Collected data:
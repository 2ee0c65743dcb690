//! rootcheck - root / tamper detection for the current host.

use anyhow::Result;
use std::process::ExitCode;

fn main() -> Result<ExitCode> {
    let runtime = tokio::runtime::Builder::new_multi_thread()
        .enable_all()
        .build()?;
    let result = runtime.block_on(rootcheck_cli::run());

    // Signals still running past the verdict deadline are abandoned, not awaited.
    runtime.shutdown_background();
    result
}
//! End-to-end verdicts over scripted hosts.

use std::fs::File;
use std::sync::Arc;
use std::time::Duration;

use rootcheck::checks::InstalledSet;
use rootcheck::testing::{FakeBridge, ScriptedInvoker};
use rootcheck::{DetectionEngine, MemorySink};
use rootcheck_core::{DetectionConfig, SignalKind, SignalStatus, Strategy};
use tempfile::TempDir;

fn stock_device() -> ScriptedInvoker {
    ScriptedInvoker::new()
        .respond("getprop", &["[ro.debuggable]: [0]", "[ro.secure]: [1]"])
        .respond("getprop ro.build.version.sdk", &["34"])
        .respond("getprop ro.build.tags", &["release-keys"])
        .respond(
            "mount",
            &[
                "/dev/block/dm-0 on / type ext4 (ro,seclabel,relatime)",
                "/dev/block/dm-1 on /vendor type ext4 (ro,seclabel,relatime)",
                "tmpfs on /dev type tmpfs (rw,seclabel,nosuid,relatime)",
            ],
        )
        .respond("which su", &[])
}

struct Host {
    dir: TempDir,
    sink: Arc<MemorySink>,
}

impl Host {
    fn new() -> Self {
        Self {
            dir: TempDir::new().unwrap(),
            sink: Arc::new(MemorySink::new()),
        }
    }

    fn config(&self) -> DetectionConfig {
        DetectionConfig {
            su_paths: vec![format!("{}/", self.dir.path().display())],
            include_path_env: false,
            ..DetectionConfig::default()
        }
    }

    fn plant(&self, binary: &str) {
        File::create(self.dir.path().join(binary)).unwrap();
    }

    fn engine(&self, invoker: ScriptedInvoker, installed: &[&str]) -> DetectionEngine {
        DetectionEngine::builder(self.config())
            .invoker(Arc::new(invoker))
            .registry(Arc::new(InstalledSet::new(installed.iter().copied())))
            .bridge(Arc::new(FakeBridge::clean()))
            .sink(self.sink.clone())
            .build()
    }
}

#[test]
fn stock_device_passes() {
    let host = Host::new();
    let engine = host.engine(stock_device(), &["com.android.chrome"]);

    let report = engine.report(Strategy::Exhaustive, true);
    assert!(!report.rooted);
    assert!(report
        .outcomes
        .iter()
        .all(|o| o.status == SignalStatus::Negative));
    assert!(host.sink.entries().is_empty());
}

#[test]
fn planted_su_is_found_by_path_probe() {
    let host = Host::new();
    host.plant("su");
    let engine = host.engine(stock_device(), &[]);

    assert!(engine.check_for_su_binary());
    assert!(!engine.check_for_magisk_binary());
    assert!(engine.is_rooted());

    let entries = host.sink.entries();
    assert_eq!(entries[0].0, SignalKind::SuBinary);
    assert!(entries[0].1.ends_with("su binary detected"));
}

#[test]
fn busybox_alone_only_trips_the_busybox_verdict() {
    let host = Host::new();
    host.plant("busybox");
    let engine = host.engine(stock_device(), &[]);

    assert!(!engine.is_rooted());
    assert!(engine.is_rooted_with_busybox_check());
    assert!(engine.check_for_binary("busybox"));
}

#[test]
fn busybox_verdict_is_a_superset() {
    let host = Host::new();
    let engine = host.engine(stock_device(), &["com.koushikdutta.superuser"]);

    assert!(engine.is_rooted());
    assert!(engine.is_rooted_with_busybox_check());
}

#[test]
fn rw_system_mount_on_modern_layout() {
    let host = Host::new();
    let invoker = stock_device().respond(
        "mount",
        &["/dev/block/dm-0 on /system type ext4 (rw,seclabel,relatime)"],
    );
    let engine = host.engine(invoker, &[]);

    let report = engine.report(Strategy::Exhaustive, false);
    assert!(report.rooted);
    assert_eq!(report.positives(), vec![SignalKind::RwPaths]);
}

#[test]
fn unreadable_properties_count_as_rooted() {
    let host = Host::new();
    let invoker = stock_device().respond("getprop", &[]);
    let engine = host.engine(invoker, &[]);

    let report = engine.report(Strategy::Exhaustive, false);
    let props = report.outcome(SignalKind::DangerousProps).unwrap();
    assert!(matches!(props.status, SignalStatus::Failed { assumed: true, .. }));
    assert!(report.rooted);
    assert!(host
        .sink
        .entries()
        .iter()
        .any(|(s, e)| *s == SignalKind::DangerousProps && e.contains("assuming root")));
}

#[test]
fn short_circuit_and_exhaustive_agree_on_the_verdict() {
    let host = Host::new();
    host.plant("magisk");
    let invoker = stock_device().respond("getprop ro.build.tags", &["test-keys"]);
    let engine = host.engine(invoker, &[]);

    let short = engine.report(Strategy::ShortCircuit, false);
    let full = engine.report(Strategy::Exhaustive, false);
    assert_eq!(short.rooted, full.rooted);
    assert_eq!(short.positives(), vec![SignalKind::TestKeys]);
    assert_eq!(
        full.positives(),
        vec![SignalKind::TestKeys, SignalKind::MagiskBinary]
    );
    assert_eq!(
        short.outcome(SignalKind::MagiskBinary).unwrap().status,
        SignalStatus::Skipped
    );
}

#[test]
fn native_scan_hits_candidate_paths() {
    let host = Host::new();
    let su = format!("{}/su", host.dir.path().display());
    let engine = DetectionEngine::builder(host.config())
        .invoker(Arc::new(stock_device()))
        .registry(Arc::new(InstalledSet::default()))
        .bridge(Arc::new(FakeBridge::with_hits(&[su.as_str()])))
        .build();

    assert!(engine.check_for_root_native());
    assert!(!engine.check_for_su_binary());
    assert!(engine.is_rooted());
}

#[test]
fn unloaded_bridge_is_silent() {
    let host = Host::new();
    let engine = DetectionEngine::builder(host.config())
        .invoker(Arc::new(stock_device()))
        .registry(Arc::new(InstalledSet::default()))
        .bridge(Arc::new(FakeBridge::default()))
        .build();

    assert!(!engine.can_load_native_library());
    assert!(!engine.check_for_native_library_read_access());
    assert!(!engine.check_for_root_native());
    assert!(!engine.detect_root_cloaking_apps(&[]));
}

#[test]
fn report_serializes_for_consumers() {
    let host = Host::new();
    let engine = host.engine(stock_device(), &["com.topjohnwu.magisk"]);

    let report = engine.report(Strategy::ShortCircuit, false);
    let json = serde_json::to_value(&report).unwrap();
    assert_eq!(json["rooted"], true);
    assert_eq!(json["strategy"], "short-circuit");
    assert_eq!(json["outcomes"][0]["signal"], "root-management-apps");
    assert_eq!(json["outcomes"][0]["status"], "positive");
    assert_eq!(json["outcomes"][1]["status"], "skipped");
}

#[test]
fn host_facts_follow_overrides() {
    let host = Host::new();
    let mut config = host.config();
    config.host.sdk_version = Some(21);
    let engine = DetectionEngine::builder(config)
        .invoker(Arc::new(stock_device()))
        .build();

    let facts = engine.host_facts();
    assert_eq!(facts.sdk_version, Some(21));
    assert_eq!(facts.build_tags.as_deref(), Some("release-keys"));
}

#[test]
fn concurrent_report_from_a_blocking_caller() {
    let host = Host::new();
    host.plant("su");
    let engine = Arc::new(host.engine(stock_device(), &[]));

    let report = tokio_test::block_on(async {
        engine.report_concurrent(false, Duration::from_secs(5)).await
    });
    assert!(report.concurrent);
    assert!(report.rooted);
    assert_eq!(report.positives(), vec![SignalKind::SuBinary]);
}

> AIM OF THE TASK: Reproduce the entries above exactly, starting at their first line and finishing with the line that contains "let result = runtime.block_on(rootcheck_cli::run());".

> YOUR RESPONSE:
repository 2ee0c65743dcb690
//! rootcheck - root / tamper detection for the current host.

use anyhow::Result;
use std::process::ExitCode;

fn main() -> Result<ExitCode> {
    let runtime = tokio::runtime::Builder::new_multi_thread()
        .enable_all()
        .build()?;
    let result = runtime.block_on(rootcheck_cli::run());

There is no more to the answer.